◆ **Task instructions**: Please read the records below and return each line holding the string "Origin".

━━━━━━━━━━

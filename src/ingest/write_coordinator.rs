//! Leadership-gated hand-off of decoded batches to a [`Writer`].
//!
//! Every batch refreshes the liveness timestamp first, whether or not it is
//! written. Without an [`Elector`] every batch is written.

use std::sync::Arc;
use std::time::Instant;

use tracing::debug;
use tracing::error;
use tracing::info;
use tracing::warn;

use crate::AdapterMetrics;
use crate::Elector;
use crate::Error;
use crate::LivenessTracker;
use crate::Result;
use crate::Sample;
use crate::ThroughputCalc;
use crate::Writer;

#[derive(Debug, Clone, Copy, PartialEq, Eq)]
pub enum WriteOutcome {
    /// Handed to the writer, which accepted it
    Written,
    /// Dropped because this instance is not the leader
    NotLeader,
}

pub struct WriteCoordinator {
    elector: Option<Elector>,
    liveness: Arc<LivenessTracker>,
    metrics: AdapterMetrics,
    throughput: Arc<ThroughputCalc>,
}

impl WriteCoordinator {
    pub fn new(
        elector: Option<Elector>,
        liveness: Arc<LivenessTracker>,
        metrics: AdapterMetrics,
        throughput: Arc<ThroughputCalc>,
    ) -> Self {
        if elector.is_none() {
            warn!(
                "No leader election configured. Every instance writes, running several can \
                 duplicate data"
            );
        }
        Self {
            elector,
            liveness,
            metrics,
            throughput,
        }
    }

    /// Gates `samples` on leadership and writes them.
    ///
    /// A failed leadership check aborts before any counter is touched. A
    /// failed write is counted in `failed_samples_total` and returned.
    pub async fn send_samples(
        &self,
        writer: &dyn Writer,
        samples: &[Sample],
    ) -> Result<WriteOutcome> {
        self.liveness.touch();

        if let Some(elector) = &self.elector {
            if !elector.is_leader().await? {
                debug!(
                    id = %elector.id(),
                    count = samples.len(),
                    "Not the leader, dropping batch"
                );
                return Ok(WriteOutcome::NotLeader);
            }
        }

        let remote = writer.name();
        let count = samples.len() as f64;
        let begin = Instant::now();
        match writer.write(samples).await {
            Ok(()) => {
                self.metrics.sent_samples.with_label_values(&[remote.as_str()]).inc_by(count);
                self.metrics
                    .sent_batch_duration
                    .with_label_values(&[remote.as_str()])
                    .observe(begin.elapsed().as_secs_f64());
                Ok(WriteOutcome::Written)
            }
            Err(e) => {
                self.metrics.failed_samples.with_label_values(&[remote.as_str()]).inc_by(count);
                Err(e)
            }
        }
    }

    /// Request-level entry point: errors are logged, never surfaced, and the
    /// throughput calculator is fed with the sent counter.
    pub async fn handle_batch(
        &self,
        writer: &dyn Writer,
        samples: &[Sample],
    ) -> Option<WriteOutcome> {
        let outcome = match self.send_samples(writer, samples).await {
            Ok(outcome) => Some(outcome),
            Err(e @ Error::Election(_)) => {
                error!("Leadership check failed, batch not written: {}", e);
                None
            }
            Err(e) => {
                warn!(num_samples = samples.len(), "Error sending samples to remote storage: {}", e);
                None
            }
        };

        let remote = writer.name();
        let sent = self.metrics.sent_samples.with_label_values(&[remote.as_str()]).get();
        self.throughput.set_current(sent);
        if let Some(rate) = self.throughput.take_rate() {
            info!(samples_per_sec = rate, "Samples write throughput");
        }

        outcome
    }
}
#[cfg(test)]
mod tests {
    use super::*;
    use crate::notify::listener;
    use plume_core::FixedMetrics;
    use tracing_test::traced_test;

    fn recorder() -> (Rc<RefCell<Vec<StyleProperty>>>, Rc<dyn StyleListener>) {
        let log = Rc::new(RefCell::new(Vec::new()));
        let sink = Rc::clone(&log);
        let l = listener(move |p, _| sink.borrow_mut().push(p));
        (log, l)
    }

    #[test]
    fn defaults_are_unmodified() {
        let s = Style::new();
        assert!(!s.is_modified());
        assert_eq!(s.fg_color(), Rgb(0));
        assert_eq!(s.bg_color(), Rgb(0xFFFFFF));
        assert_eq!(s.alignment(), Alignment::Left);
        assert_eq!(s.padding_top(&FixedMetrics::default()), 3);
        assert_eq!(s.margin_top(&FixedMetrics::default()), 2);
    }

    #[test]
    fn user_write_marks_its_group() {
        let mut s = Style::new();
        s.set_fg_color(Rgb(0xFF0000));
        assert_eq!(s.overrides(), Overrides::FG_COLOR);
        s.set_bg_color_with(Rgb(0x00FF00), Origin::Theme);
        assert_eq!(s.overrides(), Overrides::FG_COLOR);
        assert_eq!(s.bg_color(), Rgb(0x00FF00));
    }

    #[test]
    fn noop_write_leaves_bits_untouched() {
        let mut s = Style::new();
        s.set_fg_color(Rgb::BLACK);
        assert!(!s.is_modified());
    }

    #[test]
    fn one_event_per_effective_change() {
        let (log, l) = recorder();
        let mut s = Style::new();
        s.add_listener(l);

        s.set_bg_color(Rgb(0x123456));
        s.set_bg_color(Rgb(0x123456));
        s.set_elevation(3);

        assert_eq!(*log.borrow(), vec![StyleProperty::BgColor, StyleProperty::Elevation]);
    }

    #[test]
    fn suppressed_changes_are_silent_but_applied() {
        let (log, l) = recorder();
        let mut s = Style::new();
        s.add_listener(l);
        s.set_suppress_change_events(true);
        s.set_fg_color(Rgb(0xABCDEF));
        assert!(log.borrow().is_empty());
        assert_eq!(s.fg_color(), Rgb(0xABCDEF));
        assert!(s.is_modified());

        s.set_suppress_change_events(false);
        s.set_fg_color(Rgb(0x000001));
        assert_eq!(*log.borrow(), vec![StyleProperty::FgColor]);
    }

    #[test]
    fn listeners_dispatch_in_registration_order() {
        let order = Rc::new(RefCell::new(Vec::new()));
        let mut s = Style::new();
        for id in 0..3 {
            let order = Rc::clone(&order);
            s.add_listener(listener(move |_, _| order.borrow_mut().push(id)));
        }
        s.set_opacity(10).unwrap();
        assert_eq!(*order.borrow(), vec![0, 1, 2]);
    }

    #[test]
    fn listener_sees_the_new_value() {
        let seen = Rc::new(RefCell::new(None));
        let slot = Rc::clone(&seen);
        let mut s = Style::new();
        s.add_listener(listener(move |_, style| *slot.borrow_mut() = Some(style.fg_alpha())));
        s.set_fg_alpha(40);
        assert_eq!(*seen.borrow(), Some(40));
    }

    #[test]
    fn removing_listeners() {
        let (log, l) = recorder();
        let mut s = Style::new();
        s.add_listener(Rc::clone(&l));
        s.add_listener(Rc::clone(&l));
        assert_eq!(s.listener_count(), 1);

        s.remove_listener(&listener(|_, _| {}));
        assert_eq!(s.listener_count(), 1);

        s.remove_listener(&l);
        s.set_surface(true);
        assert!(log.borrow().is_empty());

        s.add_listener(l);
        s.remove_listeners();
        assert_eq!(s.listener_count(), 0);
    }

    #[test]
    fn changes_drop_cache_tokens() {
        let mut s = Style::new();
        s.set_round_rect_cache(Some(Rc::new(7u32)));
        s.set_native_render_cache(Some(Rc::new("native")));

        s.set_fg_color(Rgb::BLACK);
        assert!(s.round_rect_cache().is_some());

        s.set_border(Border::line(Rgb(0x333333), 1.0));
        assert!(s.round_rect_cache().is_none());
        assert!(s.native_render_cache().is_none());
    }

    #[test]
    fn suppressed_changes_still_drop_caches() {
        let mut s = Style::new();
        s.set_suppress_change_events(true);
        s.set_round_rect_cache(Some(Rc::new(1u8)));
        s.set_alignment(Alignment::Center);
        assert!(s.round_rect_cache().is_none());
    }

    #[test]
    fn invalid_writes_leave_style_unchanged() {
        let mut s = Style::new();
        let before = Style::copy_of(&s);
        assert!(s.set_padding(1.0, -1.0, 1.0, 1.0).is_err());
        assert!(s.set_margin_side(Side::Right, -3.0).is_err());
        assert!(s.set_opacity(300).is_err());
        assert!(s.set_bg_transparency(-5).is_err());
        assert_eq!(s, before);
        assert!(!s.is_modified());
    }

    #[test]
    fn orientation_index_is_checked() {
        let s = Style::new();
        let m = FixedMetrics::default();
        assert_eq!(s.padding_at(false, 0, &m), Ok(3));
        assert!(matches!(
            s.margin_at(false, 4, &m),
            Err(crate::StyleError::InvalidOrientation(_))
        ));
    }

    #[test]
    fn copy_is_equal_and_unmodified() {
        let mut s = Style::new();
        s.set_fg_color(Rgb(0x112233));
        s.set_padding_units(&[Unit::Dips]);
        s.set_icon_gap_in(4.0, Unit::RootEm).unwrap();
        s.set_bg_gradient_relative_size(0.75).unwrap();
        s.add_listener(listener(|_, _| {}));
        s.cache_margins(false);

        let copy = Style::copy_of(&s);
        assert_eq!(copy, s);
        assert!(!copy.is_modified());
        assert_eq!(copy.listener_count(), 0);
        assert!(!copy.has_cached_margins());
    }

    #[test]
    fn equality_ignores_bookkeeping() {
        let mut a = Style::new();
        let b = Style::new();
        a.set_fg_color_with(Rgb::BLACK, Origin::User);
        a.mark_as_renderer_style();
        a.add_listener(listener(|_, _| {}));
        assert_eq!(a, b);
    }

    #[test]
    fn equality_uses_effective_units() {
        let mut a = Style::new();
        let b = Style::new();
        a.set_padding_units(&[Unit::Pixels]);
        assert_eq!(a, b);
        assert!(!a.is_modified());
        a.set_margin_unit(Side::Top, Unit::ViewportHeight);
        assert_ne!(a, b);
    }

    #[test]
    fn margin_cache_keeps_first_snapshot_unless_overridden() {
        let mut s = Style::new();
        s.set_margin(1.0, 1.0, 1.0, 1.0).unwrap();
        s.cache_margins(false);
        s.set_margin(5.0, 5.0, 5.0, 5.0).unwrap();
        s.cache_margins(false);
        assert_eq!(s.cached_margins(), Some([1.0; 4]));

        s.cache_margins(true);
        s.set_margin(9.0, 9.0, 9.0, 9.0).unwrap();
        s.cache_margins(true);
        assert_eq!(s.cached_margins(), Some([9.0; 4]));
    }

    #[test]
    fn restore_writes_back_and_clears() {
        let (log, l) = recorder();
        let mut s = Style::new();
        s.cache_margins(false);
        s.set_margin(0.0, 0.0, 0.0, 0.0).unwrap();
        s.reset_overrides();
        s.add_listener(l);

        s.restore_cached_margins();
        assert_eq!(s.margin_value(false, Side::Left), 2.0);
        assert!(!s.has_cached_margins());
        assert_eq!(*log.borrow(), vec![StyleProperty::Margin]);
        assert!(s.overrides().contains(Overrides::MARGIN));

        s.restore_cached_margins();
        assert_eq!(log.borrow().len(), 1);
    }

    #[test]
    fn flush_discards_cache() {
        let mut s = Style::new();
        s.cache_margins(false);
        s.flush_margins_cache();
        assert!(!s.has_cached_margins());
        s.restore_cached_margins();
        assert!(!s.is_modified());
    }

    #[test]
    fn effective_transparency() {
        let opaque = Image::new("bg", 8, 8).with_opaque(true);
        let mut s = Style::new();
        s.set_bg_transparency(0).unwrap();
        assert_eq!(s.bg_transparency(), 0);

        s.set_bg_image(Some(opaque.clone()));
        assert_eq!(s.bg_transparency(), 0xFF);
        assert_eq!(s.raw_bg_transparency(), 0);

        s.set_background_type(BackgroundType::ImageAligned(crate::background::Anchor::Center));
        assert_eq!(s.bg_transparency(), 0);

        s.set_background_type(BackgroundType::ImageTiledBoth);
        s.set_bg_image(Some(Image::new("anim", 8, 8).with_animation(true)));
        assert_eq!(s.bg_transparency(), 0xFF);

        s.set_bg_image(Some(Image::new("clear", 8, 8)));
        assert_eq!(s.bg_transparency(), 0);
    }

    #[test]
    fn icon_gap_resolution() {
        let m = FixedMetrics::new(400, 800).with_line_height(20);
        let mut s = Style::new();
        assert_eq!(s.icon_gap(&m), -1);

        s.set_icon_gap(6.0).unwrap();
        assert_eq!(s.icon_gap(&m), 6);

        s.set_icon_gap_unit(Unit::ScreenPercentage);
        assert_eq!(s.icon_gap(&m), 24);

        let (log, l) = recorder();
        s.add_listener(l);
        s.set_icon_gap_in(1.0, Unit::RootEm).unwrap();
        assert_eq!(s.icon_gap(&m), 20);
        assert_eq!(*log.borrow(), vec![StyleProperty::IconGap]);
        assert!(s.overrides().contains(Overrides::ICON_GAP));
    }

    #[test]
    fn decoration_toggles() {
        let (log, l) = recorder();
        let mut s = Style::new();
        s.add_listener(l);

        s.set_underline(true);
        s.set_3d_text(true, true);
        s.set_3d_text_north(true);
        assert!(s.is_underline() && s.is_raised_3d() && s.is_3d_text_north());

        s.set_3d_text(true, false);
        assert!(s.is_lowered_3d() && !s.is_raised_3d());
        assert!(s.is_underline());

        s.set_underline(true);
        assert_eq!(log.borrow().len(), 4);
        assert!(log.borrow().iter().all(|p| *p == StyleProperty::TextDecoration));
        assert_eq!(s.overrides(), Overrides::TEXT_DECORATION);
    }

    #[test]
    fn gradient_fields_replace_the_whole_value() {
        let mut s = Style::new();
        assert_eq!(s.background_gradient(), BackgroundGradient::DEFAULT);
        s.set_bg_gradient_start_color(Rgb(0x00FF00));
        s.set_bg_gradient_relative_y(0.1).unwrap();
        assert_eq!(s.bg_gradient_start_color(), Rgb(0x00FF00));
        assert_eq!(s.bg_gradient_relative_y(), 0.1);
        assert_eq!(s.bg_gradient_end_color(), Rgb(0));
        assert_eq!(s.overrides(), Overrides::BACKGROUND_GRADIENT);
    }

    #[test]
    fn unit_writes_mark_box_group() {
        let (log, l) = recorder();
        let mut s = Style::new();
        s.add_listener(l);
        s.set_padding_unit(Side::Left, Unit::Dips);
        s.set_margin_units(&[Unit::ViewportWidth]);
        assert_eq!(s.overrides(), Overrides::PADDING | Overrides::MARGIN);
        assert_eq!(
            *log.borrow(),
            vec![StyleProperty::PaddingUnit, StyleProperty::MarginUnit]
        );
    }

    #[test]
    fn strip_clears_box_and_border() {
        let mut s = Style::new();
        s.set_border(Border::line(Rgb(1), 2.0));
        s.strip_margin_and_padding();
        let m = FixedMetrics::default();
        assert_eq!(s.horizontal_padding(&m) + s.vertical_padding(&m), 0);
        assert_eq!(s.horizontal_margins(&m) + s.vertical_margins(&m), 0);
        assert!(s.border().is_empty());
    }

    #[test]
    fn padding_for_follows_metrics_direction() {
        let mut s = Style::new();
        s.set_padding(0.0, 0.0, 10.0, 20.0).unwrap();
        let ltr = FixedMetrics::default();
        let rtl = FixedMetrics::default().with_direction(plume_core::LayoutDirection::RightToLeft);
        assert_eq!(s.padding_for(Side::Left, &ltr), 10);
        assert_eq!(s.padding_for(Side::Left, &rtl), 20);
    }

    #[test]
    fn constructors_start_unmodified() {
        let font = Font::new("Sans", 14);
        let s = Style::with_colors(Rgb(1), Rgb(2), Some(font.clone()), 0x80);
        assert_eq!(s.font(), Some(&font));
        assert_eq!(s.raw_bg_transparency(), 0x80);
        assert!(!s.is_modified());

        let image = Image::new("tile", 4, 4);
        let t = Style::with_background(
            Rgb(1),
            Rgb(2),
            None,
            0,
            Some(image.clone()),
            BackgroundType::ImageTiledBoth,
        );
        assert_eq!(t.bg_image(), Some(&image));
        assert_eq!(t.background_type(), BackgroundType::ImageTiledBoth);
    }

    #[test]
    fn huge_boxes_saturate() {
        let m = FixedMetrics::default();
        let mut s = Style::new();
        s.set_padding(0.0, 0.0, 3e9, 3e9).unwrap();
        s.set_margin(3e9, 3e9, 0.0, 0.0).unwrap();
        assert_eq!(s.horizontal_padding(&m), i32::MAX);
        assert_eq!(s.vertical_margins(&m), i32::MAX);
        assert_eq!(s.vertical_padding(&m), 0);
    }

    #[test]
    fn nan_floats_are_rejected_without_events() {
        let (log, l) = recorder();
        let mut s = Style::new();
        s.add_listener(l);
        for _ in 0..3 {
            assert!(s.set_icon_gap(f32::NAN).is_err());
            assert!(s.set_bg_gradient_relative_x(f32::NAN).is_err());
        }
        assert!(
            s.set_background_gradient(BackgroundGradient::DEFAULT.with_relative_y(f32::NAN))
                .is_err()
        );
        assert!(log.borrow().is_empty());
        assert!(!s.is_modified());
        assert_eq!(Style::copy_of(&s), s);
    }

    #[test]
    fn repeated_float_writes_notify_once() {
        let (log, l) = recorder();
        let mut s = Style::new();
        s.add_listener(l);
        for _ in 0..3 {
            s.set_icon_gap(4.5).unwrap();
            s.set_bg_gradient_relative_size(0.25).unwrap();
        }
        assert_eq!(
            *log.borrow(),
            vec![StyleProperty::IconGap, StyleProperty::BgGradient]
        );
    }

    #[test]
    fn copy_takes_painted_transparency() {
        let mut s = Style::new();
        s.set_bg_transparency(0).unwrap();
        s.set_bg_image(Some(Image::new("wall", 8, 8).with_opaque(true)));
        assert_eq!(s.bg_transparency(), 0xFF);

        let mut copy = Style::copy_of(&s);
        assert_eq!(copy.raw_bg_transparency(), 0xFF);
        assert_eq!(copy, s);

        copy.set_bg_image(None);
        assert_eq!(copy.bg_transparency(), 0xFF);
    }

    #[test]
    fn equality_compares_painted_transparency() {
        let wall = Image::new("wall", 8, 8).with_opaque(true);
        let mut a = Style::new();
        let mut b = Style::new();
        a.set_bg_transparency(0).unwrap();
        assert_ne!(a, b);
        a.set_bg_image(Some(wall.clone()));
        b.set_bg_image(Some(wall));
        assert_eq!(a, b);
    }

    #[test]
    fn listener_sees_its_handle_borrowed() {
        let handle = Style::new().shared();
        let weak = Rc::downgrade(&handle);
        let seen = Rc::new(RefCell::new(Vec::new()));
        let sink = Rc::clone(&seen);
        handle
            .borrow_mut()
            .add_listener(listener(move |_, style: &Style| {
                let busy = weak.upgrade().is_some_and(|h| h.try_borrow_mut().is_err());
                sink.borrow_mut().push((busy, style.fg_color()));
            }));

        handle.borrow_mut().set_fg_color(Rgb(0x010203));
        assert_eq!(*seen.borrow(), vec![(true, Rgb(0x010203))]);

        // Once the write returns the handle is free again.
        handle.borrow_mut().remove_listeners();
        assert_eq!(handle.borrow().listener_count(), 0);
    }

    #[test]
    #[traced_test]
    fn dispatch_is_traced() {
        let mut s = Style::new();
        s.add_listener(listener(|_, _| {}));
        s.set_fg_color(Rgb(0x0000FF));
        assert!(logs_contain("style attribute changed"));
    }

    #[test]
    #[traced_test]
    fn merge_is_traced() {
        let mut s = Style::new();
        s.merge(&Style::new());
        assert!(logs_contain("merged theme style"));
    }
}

━━━━━━━━━━

◆ **Written solution**:
        s.set_bg_color_with(Rgb(0x00FF00), Origin::Theme);
        a.set_fg_color_with(Rgb::BLACK, Origin::User);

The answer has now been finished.